Exercise instructions. Among the records that follow, find the line with "the Spinnaker gateway." and the line with "pub struct LdapAuth". Set down those lines and all lines between them exactly, without adding anything.

Information provided.
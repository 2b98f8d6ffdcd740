use base64::engine::general_purpose::STANDARD;
use base64::Engine;
use reqwest::header::{HeaderMap, HeaderValue, AUTHORIZATION};
use reqwest::{Client, Identity};
use std::str::FromStr;
use url::Url;

use crate::config::Source;
use crate::error::{Result, SpinnakerError};

const USER_AGENT: &str = concat!("spinnaker-resource/", env!("CARGO_PKG_VERSION"));

/// Supported ways of authenticating against the Spinnaker gateway.
#[derive(Debug, Clone, Copy, PartialEq, Eq)]
pub enum AuthMethod {
    Ldap,
    X509,
}

impl FromStr for AuthMethod {
    type Err = SpinnakerError;

    fn from_str(s: &str) -> Result<Self> {
        if s.eq_ignore_ascii_case("ldap") {
            Ok(Self::Ldap)
        } else if s.eq_ignore_ascii_case("x509") {
            Ok(Self::X509)
        } else {
            Err(SpinnakerError::Config("auth_method must be set".to_string()))
        }
    }
}

impl AuthMethod {
    /// Resolve the method from a source; a missing tag is treated like an unknown one.
    pub fn from_source(source: &Source) -> Result<Self> {
        source.auth_method.as_deref().unwrap_or("").parse()
    }
}

/// Produces an HTTP client already carrying the credentials the gateway expects.
pub trait AuthProvider {
    fn client(&self, base_url: &Url) -> Result<Client>;
}

/// Username/password authentication, sent as HTTP Basic on every request.
pub struct LdapAuth {
    username: String,
    password: String,
}

impl LdapAuth {
    pub fn new(username: impl Into<String>, password: impl Into<String>) -> Self {
        Self {
            username: username.into(),
            password: password.into(),
        }
    }
}

impl AuthProvider for LdapAuth {
    fn client(&self, base_url: &Url) -> Result<Client> {
        if self.username.is_empty() {
            return Err(SpinnakerError::Auth(
                "ldap_username is required for ldap authentication".to_string(),
            ));
        }

        let credentials = STANDARD.encode(format!("{}:{}", self.username, self.password));
        let mut value = HeaderValue::from_str(&format!("Basic {credentials}"))
            .map_err(|e| SpinnakerError::Auth(format!("Invalid ldap credentials: {e}")))?;
        value.set_sensitive(true);

        let mut headers = HeaderMap::new();
        headers.insert(AUTHORIZATION, value);

        log::debug!("Building ldap-authenticated client for {base_url}");

        Client::builder()
            .user_agent(USER_AGENT)
            .default_headers(headers)
            .build()
            .map_err(|e| SpinnakerError::Auth(format!("Failed to create HTTP client: {e}")))
    }
}

/// Mutual-TLS authentication with a PEM client certificate and key.
pub struct X509Auth {
    cert: String,
    key: String,
}

impl X509Auth {
    pub fn new(cert: impl Into<String>, key: impl Into<String>) -> Self {
        Self {
            cert: cert.into(),
            key: key.into(),
        }
    }
}

impl AuthProvider for X509Auth {
    fn client(&self, base_url: &Url) -> Result<Client> {
        if self.cert.trim().is_empty() || self.key.trim().is_empty() {
            return Err(SpinnakerError::Auth(
                "x509_cert and x509_key are required for x509 authentication".to_string(),
            ));
        }

        let bundle = format!("{}\n{}\n", self.cert.trim_end(), self.key.trim_end());
        let identity = Identity::from_pem(bundle.as_bytes())
            .map_err(|e| SpinnakerError::Auth(format!("Invalid x509 certificate or key: {e}")))?;

        log::debug!("Building x509-authenticated client for {base_url}");

        Client::builder()
            .user_agent(USER_AGENT)
            .identity(identity)
            .build()
            .map_err(|e| SpinnakerError::Auth(format!("Failed to create HTTP client: {e}")))
    }
}

/// Pick the provider for `method`, pulling its credentials out of `source`.
pub fn provider_for(method: AuthMethod, source: &Source) -> Box<dyn AuthProvider> {
    let field = |value: &Option<String>| value.clone().unwrap_or_default();

    match method {
        AuthMethod::Ldap => Box::new(LdapAuth::new(
            field(&source.ldap_username),
            field(&source.ldap_password),
        )),
        AuthMethod::X509 => Box::new(X509Auth::new(
            field(&source.x509_cert),
            field(&source.x509_key),
        )),
    }
}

Expected answer.
/// Supported ways of authenticating against the Spinnaker gateway.
#[derive(Debug, Clone, Copy, PartialEq, Eq)]
pub enum AuthMethod {
    Ldap,
    X509,
}

impl FromStr for AuthMethod {
    type Err = SpinnakerError;

    fn from_str(s: &str) -> Result<Self> {
        if s.eq_ignore_ascii_case("ldap") {
            Ok(Self::Ldap)
        } else if s.eq_ignore_ascii_case("x509") {
            Ok(Self::X509)
        } else {
            Err(SpinnakerError::Config("auth_method must be set".to_string()))
        }
    }
}

impl AuthMethod {
    /// Resolve the method from a source; a missing tag is treated like an unknown one.
    pub fn from_source(source: &Source) -> Result<Self> {
        source.auth_method.as_deref().unwrap_or("").parse()
    }
}

/// Produces an HTTP client already carrying the credentials the gateway expects.
pub trait AuthProvider {
    fn client(&self, base_url: &Url) -> Result<Client>;
}

/// Username/password authentication, sent as HTTP Basic on every request.
pub struct LdapAuth {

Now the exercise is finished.